If you mean the maximum size to keep an adult Royal in then either a 33L, 50L or 64L RUB will be ample big enough for adult Royals :2thumb:. These all have the same floor area just different heights. A hatchling, depending on size can go in anything from a 5L upto a 12L RUB.


----------



## benm767 (Feb 12, 2010)

*hi there*

hi thanks wht size in inch or cm thanks agian


----------



## corny girl (Aug 30, 2009)

benm767 said:


> hi thanks wht size in inch or cm thanks agian



33L is 440mm x 710mm x 165mm, 50L is 440mm x 710mm x 230mm, 64L is 440mm x 710mm x 310mm :2thumb:. These are the proper Really Useful Boxes, don't know what other tubs would be measurement wise.


----------



## benm767 (Feb 12, 2010)

hi there by any chane do u shop at really usful products and did u mean 710 mm long and is tht External or Internal


----------



## corny girl (Aug 30, 2009)

benm767 said:


> hi there by any chane do u shop at really usful products and did u mean 710 mm long and is tht External or Internal



In get all my RUBs from Staples, not sure if they are internal or external measurements (got them off the bit of paper that has all the RUB range on that comes inside the RUBs :2thumb. Yes that's 710mm long, 440mm wide & the other is the height :2thumb:.


----------



## benm767 (Feb 12, 2010)

*hi there*

thank you have a nice day and thanks for all your help


----------



## tiggzie (Mar 16, 2010)

i love it when people are polite on rfuk  makes me smile hehe :flrt:

sarah x


----------



## joey1988 (Mar 12, 2011)

*best place to get the tubs*

wheres the best place to get the tubs for fully grown pythons


----------



## Royalmad (Aug 19, 2009)

joey1988 said:


> wheres the best place to get the tubs for fully grown pythons


Hi you can buy the tubs that are in the v70 vission rack from euro rep 
But carnt remember tge price of them


----------



## nooney165 (Mar 28, 2010)

joey1988 said:


> wheres the best place to get the tubs for fully grown pythons


Staples.co.uk Your business partner for Office Supplies, furniture and technology.

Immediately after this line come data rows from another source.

//! Session management commands: list, load, delete, and evict sessions.

use serde::Serialize;

use crate::agent_core::{ConversationTurn, ExtractedFact, QueryRecord, SessionSummary};
use crate::AppState;

// ─── Response Types ─────────────────────────────────────────────────────────

/// Everything a front end needs to redraw a session.
#[derive(Debug, Serialize)]
#[serde(rename_all = "camelCase")]
pub struct SessionView {
    pub session_id: String,
    pub created_at: String,
    pub turns: Vec<ConversationTurn>,
    pub records: Vec<QueryRecord>,
    pub facts: Vec<ExtractedFact>,
    pub executed_queries: u32,
}

// ─── Commands ───────────────────────────────────────────────────────────────

/// Sessions sorted by most recent activity first.
pub fn list_sessions(state: &AppState) -> Result<Vec<SessionSummary>, String> {
    state.store().list_sessions().map_err(|e| format!("{e}"))
}

/// A snapshot of one session. Fails if the session does not exist.
pub async fn load_session(state: &AppState, session_id: &str) -> Result<SessionView, String> {
    let session = state
        .store()
        .load(session_id)
        .await
        .map_err(|e| format!("{e}"))?;

    Ok(SessionView {
        session_id: session.session_id,
        created_at: session.created_at,
        turns: session.turns,
        records: session.cache.records().to_vec(),
        facts: session.facts,
        executed_queries: session.executed_queries,
    })
}

/// Delete a session and all its data.
pub fn delete_session(state: &AppState, session_id: &str) -> Result<(), String> {
    state.store().delete(session_id).map_err(|e| format!("{e}"))
}

/// Drop an idle session from memory. Persisted state stays on disk.
/// Refused while a turn is running on the session.
pub fn evict_session(state: &AppState, session_id: &str) -> Result<bool, String> {
    state.store().evict(session_id).map_err(|e| format!("{e}"))
}

// ─── Tests ──────────────────────────────────────────────────────────────────

#[cfg(test)]
mod tests {
    use super::*;
    use crate::agent_core::test_support::{PairOracle, ScriptedModel};
    use crate::agent_core::{SessionStore, WorkflowEngine};
    use crate::commands::chat::{send_message, start_session};
    use crate::graph::ToolRegistry;
    use crate::inference::ModelReply;
    use std::sync::Arc;

    fn app(store: SessionStore) -> AppState {
        AppState::new(WorkflowEngine::new(
            Arc::new(ScriptedModel::repeating(ModelReply::text("1. What do you enjoy?"))),
            Arc::new(ToolRegistry::new()),
            Arc::new(PairOracle::new(&[])),
            Arc::new(store),
        ))
    }

    #[tokio::test]
    async fn test_list_load_delete() {
        let state = app(SessionStore::in_memory());
        let info = start_session(&state).unwrap();
        send_message(&state, &info.session_id, "Help me choose a career")
            .await
            .unwrap();

        let listed = list_sessions(&state).unwrap();
        assert_eq!(listed.len(), 1);
        assert_eq!(listed[0].turn_count, 2);
        assert_eq!(listed[0].preview.as_deref(), Some("Help me choose a career"));

        let view = load_session(&state, &info.session_id).await.unwrap();
        assert_eq!(view.turns.len(), 2);
        assert!(view.records.is_empty());
        assert_eq!(view.executed_queries, 0);

        delete_session(&state, &info.session_id).unwrap();
        assert!(load_session(&state, &info.session_id).await.is_err());
    }

    #[tokio::test]
    async fn test_evict_and_reload_from_disk() {
        let dir = tempfile::tempdir().unwrap();
        let path = dir.path().join("sessions.db");
        let state = app(SessionStore::open(path.to_str().unwrap()).unwrap());

        let info = start_session(&state).unwrap();
        send_message(&state, &info.session_id, "hi").await.unwrap();

        assert!(evict_session(&state, &info.session_id).unwrap());
        assert!(!evict_session(&state, &info.session_id).unwrap());

        let view = load_session(&state, &info.session_id).await.unwrap();
        assert_eq!(view.turns.len(), 2);
        assert_eq!(view.turns[1].content, "1. What do you enjoy?");
    }

    #[tokio::test]
    async fn test_evict_refused_during_turn() {
        let state = app(SessionStore::in_memory());
        let info = start_session(&state).unwrap();
        let handle = state.store().handle(&info.session_id).unwrap();
        let guard = handle.lock().await;

        let err = evict_session(&state, &info.session_id).unwrap_err();
        assert!(err.contains("busy"));

        drop(guard);
        drop(handle);
        assert!(evict_session(&state, &info.session_id).unwrap());
    }

    #[tokio::test]
    async fn test_load_unknown_session_fails() {
        let state = app(SessionStore::in_memory());
        let err = load_session(&state, "nope").await.unwrap_err();
        assert!(err.contains("session not found"));
    }
}
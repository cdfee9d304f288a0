//! Shared types for the agent core.
//!
//! Conversation turns, query records, uniqueness verdicts, extracted facts,
//! the workflow state graph, and the per-session state with the deltas that
//! mutate it.

use serde::{Deserialize, Serialize};

use super::errors::AgentError;
use super::query_cache::QueryCache;
use crate::inference::types::Role;

// ─── Conversation ───────────────────────────────────────────────────────────

/// One message of the user-visible conversation. Immutable once appended.
#[derive(Debug, Clone, PartialEq, Serialize, Deserialize)]
pub struct ConversationTurn {
    /// 0-based position in the session.
    pub position: usize,
    pub role: Role,
    pub content: String,
    /// ISO 8601 timestamp.
    pub timestamp: String,
}

// ─── Query Records ──────────────────────────────────────────────────────────

#[derive(Debug, Clone, Copy, PartialEq, Eq, Default, Serialize, Deserialize)]
#[serde(rename_all = "lowercase")]
pub enum QueryStatus {
    /// Not yet resolved. The cache only appends records once the graph has
    /// answered, so this never reaches storage from a live turn.
    #[default]
    Pending,
    Succeeded,
    Failed,
}

impl QueryStatus {
    pub fn as_str(&self) -> &'static str {
        match self {
            QueryStatus::Pending => "pending",
            QueryStatus::Succeeded => "succeeded",
            QueryStatus::Failed => "failed",
        }
    }

    pub fn parse(s: &str) -> Option<Self> {
        match s {
            "pending" => Some(QueryStatus::Pending),
            "succeeded" => Some(QueryStatus::Succeeded),
            "failed" => Some(QueryStatus::Failed),
            _ => None,
        }
    }
}

/// A query the session has executed, with its outcome.
///
/// `result` is present iff `status` is `Succeeded`.
#[derive(Debug, Clone, PartialEq, Serialize, Deserialize)]
pub struct QueryRecord {
    /// Insertion index within the session's cache.
    pub seq: usize,
    pub tool: String,
    /// The dedup key, e.g. the Cypher text.
    pub query: String,
    pub status: QueryStatus,
    pub result: Option<serde_json::Value>,
    /// Why the query failed, when it did.
    pub error: Option<String>,
    /// The user turn (1-based) that produced this record.
    pub turn: usize,
    pub recorded_at: String,
}

/// Outcome of one tool execution, before it becomes a record.
#[derive(Debug, Clone, PartialEq)]
pub enum QueryOutcome {
    Succeeded(serde_json::Value),
    Failed(String),
}

/// A query to append to the cache.
#[derive(Debug, Clone, PartialEq)]
pub struct NewQuery {
    pub tool: String,
    pub query: String,
    pub outcome: QueryOutcome,
}

// ─── Uniqueness ─────────────────────────────────────────────────────────────

/// Whether a requested query matches something already in the cache.
///
/// `is_duplicate` is only set for matches against succeeded records; a match
/// against a failed record sets `previously_failed` instead.
#[derive(Debug, Clone, Copy, PartialEq, Eq, Default, Serialize, Deserialize)]
pub struct UniquenessVerdict {
    pub is_duplicate: bool,
    pub matched_index: Option<usize>,
    pub previously_failed: bool,
}

impl UniquenessVerdict {
    pub fn unique() -> Self {
        Self::default()
    }

    pub fn duplicate_of(index: usize) -> Self {
        Self {
            is_duplicate: true,
            matched_index: Some(index),
            previously_failed: false,
        }
    }

    pub fn failed_before(index: usize) -> Self {
        Self {
            is_duplicate: false,
            matched_index: Some(index),
            previously_failed: true,
        }
    }
}

// ─── Extracted Facts ────────────────────────────────────────────────────────

/// A `(subject, relation, object)` triple derived from query results.
#[derive(Debug, Clone, PartialEq, Eq, Serialize, Deserialize)]
pub struct ExtractedFact {
    pub subject: String,
    pub relation: String,
    pub object: String,
    /// The user turn (1-based) that produced this fact.
    pub turn: usize,
}

// ─── Workflow States ────────────────────────────────────────────────────────

/// States of the per-turn workflow.
#[derive(Debug, Clone, Copy, PartialEq, Eq, Serialize, Deserialize)]
pub enum WorkflowState {
    Responding,
    CheckingToolCall,
    ValidatingQuery,
    ExecutingOrReusing,
    ExtractingData,
    Recommending,
    Terminal,
}

impl WorkflowState {
    /// The states reachable from `self` in one step.
    pub fn allowed_transitions(self) -> &'static [WorkflowState] {
        use WorkflowState::*;
        match self {
            Responding => &[CheckingToolCall, Terminal],
            CheckingToolCall => &[ValidatingQuery, ExtractingData],
            // A call that fails validation skips straight to the next one.
            ValidatingQuery => &[ExecutingOrReusing, ValidatingQuery, ExtractingData],
            ExecutingOrReusing => &[ValidatingQuery, ExtractingData],
            ExtractingData => &[Recommending],
            Recommending => &[CheckingToolCall, Terminal],
            Terminal => &[],
        }
    }

    /// Move to `to`, or fail if the edge does not exist.
    pub fn transition(self, to: WorkflowState) -> Result<WorkflowState, AgentError> {
        if self.allowed_transitions().contains(&to) {
            Ok(to)
        } else {
            Err(AgentError::IllegalTransition { from: self, to })
        }
    }
}

// ─── Session State ──────────────────────────────────────────────────────────

/// Everything one conversation owns.
#[derive(Debug, Clone)]
pub struct SessionState {
    pub session_id: String,
    pub created_at: String,
    /// Append-only conversation history.
    pub turns: Vec<ConversationTurn>,
    /// Append-only query records.
    pub cache: QueryCache,
    /// Append-only facts, ordered by turn.
    pub facts: Vec<ExtractedFact>,
    /// Running count of tool executions.
    pub executed_queries: u32,
    /// The most recent uniqueness verdict.
    pub last_verdict: Option<UniquenessVerdict>,
}

/// Changes produced by one workflow step, merged by [`SessionState::apply`].
#[derive(Debug, Clone, Default)]
pub struct SessionDelta {
    pub turns: Vec<(Role, String)>,
    pub queries: Vec<NewQuery>,
    /// Triples for the current user turn.
    pub facts: Vec<(String, String, String)>,
    pub executed: u32,
    pub verdict: Option<UniquenessVerdict>,
}

impl SessionDelta {
    pub fn turn(role: Role, content: impl Into<String>) -> Self {
        Self {
            turns: vec![(role, content.into())],
            ..Self::default()
        }
    }

    pub fn is_empty(&self) -> bool {
        self.turns.is_empty()
            && self.queries.is_empty()
            && self.facts.is_empty()
            && self.executed == 0
            && self.verdict.is_none()
    }
}

/// What [`SessionState::apply`] actually added.
#[derive(Debug, Clone, Default)]
pub struct AppliedDelta {
    pub turns: Vec<ConversationTurn>,
    pub records: Vec<QueryRecord>,
    pub facts: Vec<ExtractedFact>,
}

impl SessionState {
    pub fn new(session_id: impl Into<String>) -> Self {
        Self {
            session_id: session_id.into(),
            created_at: chrono::Utc::now().to_rfc3339(),
            turns: Vec::new(),
            cache: QueryCache::new(),
            facts: Vec::new(),
            executed_queries: 0,
            last_verdict: None,
        }
    }

    /// Number of user messages so far; the current user turn number.
    pub fn user_turn_count(&self) -> usize {
        self.turns.iter().filter(|t| t.role == Role::User).count()
    }

    /// Merge a step delta. Records that repeat an existing succeeded query
    /// verbatim are not appended twice.
    pub fn apply(&mut self, delta: SessionDelta) -> AppliedDelta {
        let now = chrono::Utc::now().to_rfc3339();
        let mut applied = AppliedDelta::default();

        for (role, content) in delta.turns {
            let turn = ConversationTurn {
                position: self.turns.len(),
                role,
                content,
                timestamp: now.clone(),
            };
            self.turns.push(turn.clone());
            applied.turns.push(turn);
        }

        let turn_no = self.user_turn_count();
        for q in delta.queries {
            let before = self.cache.len();
            let index = match q.outcome {
                QueryOutcome::Succeeded(result) => {
                    self.cache.record_success(&q.tool, &q.query, result, turn_no)
                }
                QueryOutcome::Failed(reason) => {
                    self.cache.record_failure(&q.tool, &q.query, &reason, turn_no)
                }
            };
            if self.cache.len() > before {
                if let Some(record) = self.cache.get(index) {
                    applied.records.push(record.clone());
                }
            }
        }

        for (subject, relation, object) in delta.facts {
            let fact = ExtractedFact {
                subject,
                relation,
                object,
                turn: turn_no,
            };
            self.facts.push(fact.clone());
            applied.facts.push(fact);
        }

        self.executed_queries += delta.executed;
        if delta.verdict.is_some() {
            self.last_verdict = delta.verdict;
        }

        applied
    }
}

// ─── Replies ────────────────────────────────────────────────────────────────

/// How a turn ended.
#[derive(Debug, Clone, Copy, PartialEq, Eq, Serialize, Deserialize)]
#[serde(rename_all = "snake_case")]
pub enum TurnStatus {
    Completed,
    SafetyRejected,
    /// No model could be reached; the reply is a static fallback.
    Degraded,
}

/// The assistant's answer to one user message, with side-channel data.
#[derive(Debug, Clone, Serialize, Deserialize)]
pub struct AssistantReply {
    pub text: String,
    pub status: TurnStatus,
    /// Facts extracted this turn.
    pub facts: Vec<ExtractedFact>,
    /// Records created or reused this turn, in the order they were touched.
    pub records: Vec<QueryRecord>,
    pub verdict: Option<UniquenessVerdict>,
    /// Tool executions (not reuses) this turn.
    pub tool_executions: u32,
}

impl AssistantReply {
    pub fn plain(text: impl Into<String>, status: TurnStatus) -> Self {
        Self {
            text: text.into(),
            status,
            facts: Vec::new(),
            records: Vec::new(),
            verdict: None,
            tool_executions: 0,
        }
    }
}

// ─── Session Summaries ──────────────────────────────────────────────────────

/// One row of the session list.
#[derive(Debug, Clone, Serialize, Deserialize)]
pub struct SessionSummary {
    pub session_id: String,
    pub created_at: String,
    pub last_activity: String,
    pub turn_count: usize,
    pub query_count: usize,
    /// Start of the first user message.
    pub preview: Option<String>,
}

// ─── Tests ──────────────────────────────────────────────────────────────────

Results for REALY USEFUL BOX - Argos.co.uk


----------



## joey1988 (Mar 12, 2011)

*thanks mate*

does any one no where i can get some ball python over the net that will delieve to the uk


----------



## corny girl (Aug 30, 2009)

joey1988 said:


> does any one no where i can get some ball python over the net that will delieve to the uk



Try CPR, they courier for about £35 anywhere in the UK (according to their website)..... Crystal Palace Reptiles, Reptile Shop, London. UK


----------



## Nix (Jan 23, 2008)

joey1988 said:


> does any one no where i can get some ball python over the net that will delieve to the uk


Check the classifieds, there are probably some in your area and then you can see the snake before you buy it.


----------